A class action lawsuit has been filed in the U.S. District Court for the Central District of California by another law firm on behalf of all purchasers of the common stock of Wilshire Bancorp (NASDAQ:WIBC) between March 15, 2010 and March 16, 2011, inclusive (the “Class Period”). Wilshire Bancorp is the holding company of Wilshire State Bank, a California state-chartered bank which serves customers in Southern California, and has loan offices in Northern California, Washington, Oklahoma, Nevada and Texas. The complaint alleges that Wilshire Bancorp and certain of its officers and/or directors (“Defendants”) made false and misleading statements and/or omissions in violation of Sections 10(b) and 20(a) of the Securities Exchange Act of 1934. Specifically, the complaint alleges that Defendants misrepresented and/or failed to disclose that: (1) WIBC had deficiencies in its loan underwriting, origination, and renewal processes and procedures; (2) WIBC was not adhering to its loan underwriting policies; (3) WIBC lacked adequate internal and financial controls; and (4) as a result of the foregoing, WIBC’s statements were materially false and misleading.

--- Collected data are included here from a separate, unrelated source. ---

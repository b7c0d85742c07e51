//! # tracksync CLI
//!
//! 命令行接口入口点。
//!
//! 提供：
//! - 配置加载与验证
//! - 连接编排与生命周期管理
//! - 优雅关闭处理

mod cli;
mod commands;
mod pipeline;

use anyhow::Result;
use clap::Parser;
use observability::ObservabilityConfig;
use tracing::info;

use cli::{Cli, Commands};
use commands::{run_info, run_pipeline, run_validate};

#[tokio::main]
async fn main() -> Result<()> {
    // Load .env file if present
    dotenvy::dotenv().ok();

    let cli = Cli::parse();

    // Metrics are installed by `run` only
    observability::init_with_config(ObservabilityConfig {
        log_format: cli.log_format.into(),
        metrics_port: None,
        default_log_level: cli.log_level().to_string(),
    })?;

    info!(version = env!("CARGO_PKG_VERSION"), "tracksync starting");

    let result = match &cli.command {
        Commands::Run(args) => run_pipeline(args).await,
        Commands::Validate(args) => run_validate(args),
        Commands::Info(args) => run_info(args),
    };

    if let Err(ref e) = result {
        tracing::error!(error = %e, "Command failed");
    }

    result
}
impl<T: Transport> Shared<T> {
    fn poll_loop(&self) {
        info!("poll loop started");
        self.notify(&ConnectionEvent::Init);
        let timeout = self.config.poll_timeout();

        while self.running.load(Ordering::Acquire) {
            self.flush_deferred();
            let outcome = self.transport.poll(timeout);

            let handled = panic::catch_unwind(AssertUnwindSafe(|| self.handle_outcome(outcome)));
            if handled.is_err() {
                self.handler_panics.fetch_add(1, Ordering::Relaxed);
                error!("event handler panicked; continuing with the next event");
            }
        }

        self.flush_deferred();
        info!("poll loop stopped");
    }

    fn handle_outcome(&self, outcome: PollOutcome) {
        match outcome {
            PollOutcome::Event(event) => {
                self.report_now("poll", TransportStatus::Success);
                if self.handle_event(event) {
                    self.check_pending_frames();
                }
            }
            PollOutcome::Timeout => {
                self.report_now("poll", TransportStatus::Timeout);
                self.check_pending_frames();
            }
            PollOutcome::Failed(status) => {
                self.report_now("poll", status);
            }
            PollOutcome::Disconnected => {
                self.report_now("poll", TransportStatus::NotConnected);
                self.notify(&ConnectionEvent::ConnectionLost);
                self.reconnect();
            }
        }
    }

    fn reconnect(&self) {
        info!("transport disconnected, reconnecting");
        self.transport.close();
        self.release_transport_buffers();
        let result = self.transport.open();
        let failed = result.is_err();
        if let Some(message) = self.status_message("open", &result) {
            self.notify(&ConnectionEvent::Log(message));
        }
        if failed {
            thread::sleep(self.config.poll_timeout().min(RECONNECT_BACKOFF));
        }
    }

    /// Apply one transport event; true when pending frames may have become
    /// releasable.
    #[instrument(
        level = "trace",
        name = "handle_event",
        skip(self, event),
        fields(kind = event.kind())
    )]
    fn handle_event(&self, event: TransportEvent) -> bool {
        let mut outgoing = Vec::new();

        let check_pending = match event {
            TransportEvent::Connection => {
                outgoing.push(ConnectionEvent::Connected);
                false
            }
            TransportEvent::ConnectionLost => {
                lock(&self.devices).clear();
                self.release_transport_buffers();
                self.running.store(false, Ordering::Release);
                outgoing.push(ConnectionEvent::ConnectionLost);
                false
            }
            TransportEvent::Device(device) => {
                let added = lock(&self.devices).add_or_update(device.clone());
                debug!(handle = device.handle, serial = %device.serial, added, "device");
                outgoing.push(ConnectionEvent::DeviceConnected(device));
                false
            }
            TransportEvent::DeviceLost { handle } => {
                if let Some(device) = lock(&self.devices).remove(handle) {
                    outgoing.push(ConnectionEvent::DeviceLost(device));
                }
                false
            }
            TransportEvent::DeviceFailure { handle, status } => {
                let failed = lock(&self.devices).record_failure(handle, status);
                warn!(serial = %failed.serial, ?status, "device failure");
                outgoing.push(ConnectionEvent::DeviceFailure(failed));
                false
            }
            TransportEvent::Tracking(tracking) => {
                lock(&self.engine).on_tracking(tracking);
                true
            }
            TransportEvent::ImageRequest(request) => {
                self.start_image(&request);
                false
            }
            TransportEvent::ImageComplete(completion) => {
                self.complete_image(completion, &mut outgoing);
                true
            }
            TransportEvent::TrackedQuad(quad) => {
                let attached = lock(&self.engine).on_tracked_quad(quad.clone());
                trace!(frame_id = quad.frame_id, attached, "tracked quad");
                outgoing.push(ConnectionEvent::TrackedQuad(quad));
                true
            }
            TransportEvent::Log(message) => {
                mirror_log(&message);
                outgoing.push(ConnectionEvent::Log(message));
                false
            }
            TransportEvent::PolicyChange { current } => {
                let previous = lock(&self.policy).acknowledge(current);
                let requirements = lock(&self.engine).apply_policy(current);
                info!(%previous, %current, ?requirements, "policy changed");
                outgoing.push(ConnectionEvent::PolicyChanged { previous, current });
                false
            }
            TransportEvent::ConfigChange { request_id, status } => {
                let key = lock(&self.config_requests).resolve(request_id);
                debug!(request_id, key = %key, status, "config change");
                outgoing.push(ConnectionEvent::ConfigChanged {
                    key,
                    status,
                    request_id,
                });
                false
            }
            TransportEvent::ConfigResponse { request_id, value } => {
                let key = lock(&self.config_requests).resolve(request_id);
                debug!(request_id, key = %key, value_type = value.type_name(), "config response");
                outgoing.push(ConnectionEvent::ConfigResponse {
                    key,
                    value,
                    request_id,
                });
                false
            }
            TransportEvent::Unknown { code } => {
                warn!(code, "unhandled transport event type");
                false
            }
        };

        for notification in &outgoing {
            self.notify(notification);
        }
        check_pending
    }

    /// Free the pool slots whose buffers the transport no longer holds
    fn release_transport_buffers(&self) {
        let abandoned = lock(&self.engine).abandon_in_flight_images();
        if abandoned > 0 {
            warn!(abandoned, "image buffers lost with the transport");
        }
    }

    /// Answer an image request with a pool buffer or a discard
    fn start_image(&self, request: &ImageRequest) {
        let admission = lock(&self.engine).admit_image_request(request);
        match admission {
            Admission::Provide { slot, buffer } => {
                let result = self.transport.provide_image_buffer(request, slot, buffer);
                if result.is_err() {
                    lock(&self.engine).abandon_slot(slot);
                }
                self.report_result("provide_image_buffer", &result);
            }
            Admission::Discard(reason) => {
                trace!(
                    frame_id = request.frame_id,
                    reason = reason.as_str(),
                    "image request discarded"
                );
                observability::record_image_dropped(reason.as_str());
                let result = self.transport.discard_image(request);
                self.report_result("discard_image", &result);
            }
        }
    }

    fn complete_image(&self, completion: ImageCompletion, outgoing: &mut Vec<ConnectionEvent>) {
        let perspective = completion.perspective;
        let completed = lock(&self.engine).on_image_complete(completion);

        match completed {
            Ok(done) => {
                observability::record_image_completed(perspective);
                if let CalibrationObservation::Changed { previous, current } = done.calibration {
                    info!(
                        perspective = perspective.as_str(),
                        ?previous,
                        current,
                        "calibration changed"
                    );
                    observability::record_calibration_change(perspective);
                    outgoing.push(ConnectionEvent::CalibrationChanged {
                        perspective,
                        previous,
                        current,
                    });
                }
                outgoing.push(ConnectionEvent::ImageComplete(done.image));
            }
            Err(rejected) => {
                debug!(reason = rejected.as_str(), "image completion dropped");
                observability::record_image_dropped(rejected.as_str());
            }
        }
    }

    /// Release every frame at the head of the pending queue that is ready
    fn check_pending_frames(&self) {
        let now = self.transport.now();
        let (released, depth, pool) = {
            let mut engine = lock(&self.engine);
            let released = engine.release_ready(now);
            (released, engine.pending_len(), engine.pool_stats())
        };

        observability::record_pending_depth(depth);
        if let Some(stats) = pool {
            observability::record_pool_stats(&stats);
        }

        for frame in released {
            observability::record_frame_released(
                frame.reason,
                frame.frame.images.len(),
                frame.age_us,
            );
            self.notify(&ConnectionEvent::FrameReady {
                frame: frame.frame,
                reason: frame.reason,
            });
        }
    }

    fn notify(&self, event: &ConnectionEvent) {
        self.observers.notify(event);
    }

    // ===== Status reporting =====

    fn status_message<R>(
        &self,
        operation: &str,
        result: &TransportResult<R>,
    ) -> Option<LogMessage> {
        let now = self.transport.now();
        lock(&self.status).check(operation, result, now)
    }

    /// Report from the poll thread: publish immediately
    fn report_result<R>(&self, operation: &str, result: &TransportResult<R>) {
        if let Some(message) = self.status_message(operation, result) {
            self.notify(&ConnectionEvent::Log(message));
        }
    }

    fn report_now(&self, operation: &str, status: TransportStatus) {
        let now = self.transport.now();
        let message = lock(&self.status).observe(operation, status, now);
        if let Some(message) = message {
            self.notify(&ConnectionEvent::Log(message));
        }
    }

    /// Report from an application thread: queue for the poll thread
    fn report_deferred<R>(&self, operation: &str, result: &TransportResult<R>) {
        if let Some(message) = self.status_message(operation, result) {
            let mut deferred = lock(&self.deferred);
            if deferred.len() >= MAX_DEFERRED {
                deferred.remove(0);
            }
            deferred.push(ConnectionEvent::Log(message));
        }
    }

    fn flush_deferred(&self) {
        let pending = std::mem::take(&mut *lock(&self.deferred));
        for event in &pending {
            self.notify(event);
        }
    }
}

/// Mirror a transport log message into tracing
fn mirror_log(message: &LogMessage) {
    match message.severity {
        LogSeverity::Critical => {
            error!(timestamp = message.timestamp, "{}", message.message)
        }
        LogSeverity::Warning => warn!(timestamp = message.timestamp, "{}", message.message),
        LogSeverity::Information => {
            info!(timestamp = message.timestamp, "{}", message.message)
        }
        LogSeverity::Unknown => debug!(timestamp = message.timestamp, "{}", message.message),
    }
}
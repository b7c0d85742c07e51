//! Device descriptors and failure reports

use serde::{Deserialize, Serialize};

/// Attached tracking device
#[derive(Debug, Clone, PartialEq, Serialize, Deserialize)]
pub struct DeviceInfo {
    /// Transport handle, unique while the device is attached
    pub handle: u64,
    pub serial: String,
    /// Horizontal field of view (radians)
    #[serde(default)]
    pub h_fov: f32,
    /// Vertical field of view (radians)
    #[serde(default)]
    pub v_fov: f32,
    #[serde(default)]
    pub range_mm: u32,
    #[serde(default)]
    pub baseline_mm: u32,
    #[serde(default)]
    pub embedded: bool,
    #[serde(default)]
    pub streaming: bool,
}

/// Reason a device stopped working
#[derive(Debug, Clone, Copy, PartialEq, Eq, Hash, Serialize, Deserialize)]
#[serde(rename_all = "snake_case")]
pub enum DeviceFailureStatus {
    BadCalibration,
    BadControl,
    BadFirmware,
    BadTransport,
    Unknown,
}

impl DeviceFailureStatus {
    pub fn message(self) -> &'static str {
        match self {
            Self::BadCalibration => {
                "Bad Calibration. Device failed because of a bad calibration record."
            }
            Self::BadControl => {
                "Bad Control Interface. Device failed because of a USB control interface error."
            }
            Self::BadFirmware => "Bad Firmware. Device failed because of a firmware error.",
            Self::BadTransport => {
                "Bad Transport. Device failed because of a USB communication error."
            }
            Self::Unknown => "Device failed for an unknown reason",
        }
    }
}

/// Serial reported when the failing device is not known
pub const UNAVAILABLE_SERIAL: &str = "Unavailable";

/// Failure record kept for a device
#[derive(Debug, Clone, PartialEq, Serialize, Deserialize)]
pub struct FailedDevice {
    pub status: DeviceFailureStatus,
    pub message: String,
    pub serial: String,
}
//! Planar surface ("tracked quad") detections

use serde::{Deserialize, Serialize};

use crate::FrameId;

/// Planar surface detected for a frame.
#[derive(Debug, Clone, PartialEq, Serialize, Deserialize)]
pub struct TrackedQuad {
    pub frame_id: FrameId,
    #[serde(default)]
    pub timestamp: i64,
    pub valid: bool,
    #[serde(default)]
    pub visible: bool,
    #[serde(default)]
    pub width: f32,
    #[serde(default)]
    pub height: f32,
    #[serde(default)]
    pub resolution_x: u32,
    #[serde(default)]
    pub resolution_y: u32,
    /// Center position (mm)
    #[serde(default)]
    pub position: [f32; 3],
    /// Orientation quaternion (x, y, z, w)
    #[serde(default = "identity_quaternion")]
    pub orientation: [f32; 4],
}

fn identity_quaternion() -> [f32; 4] {
    [0.0, 0.0, 0.0, 1.0]
}
//! Camera distortion calibration

use serde::{Deserialize, Serialize};

/// Distortion coefficient grid for one calibration version.
///
/// Written once per version and never mutated afterwards.
#[derive(Debug, Clone, PartialEq, Serialize, Deserialize)]
pub struct CalibrationEntry {
    pub version: u64,
    /// Grid width in map points
    pub width: u32,
    /// Grid height in map points
    pub height: u32,
    /// Two coefficients per map point, row-major
    pub coefficients: Vec<f32>,
}

impl CalibrationEntry {
    /// Coefficient count implied by the grid size
    pub fn expected_len(&self) -> usize {
        2 * self.width as usize * self.height as usize
    }
}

In its Annual Report for the year 2010, filed with the U.S. Securities and Exchange Commission on March 16, 2011, the Company revealed that, following an “extensive investigation” into “improper activities of a certain loan officer,” who was no longer with the Company, it had “discovered a significant deficiency in the operating effectiveness of loan underwriting, approval and renewal processes for those loan originations and asset sales associated with the former loan officer. Specifically, these processes lacked effective supervision and oversight and the Company’s operating efficiencies were hindered by the former chief executive officer and other management personnel. Our former chief executive officer resigned following the revelation of these activities to our board of directors.” The Company further reported that in addition to the resignation of its CEO, the Company’s Chief Lending Officer had resigned in March 2011 and its Chief Marketing Officer had been terminated in December 2010.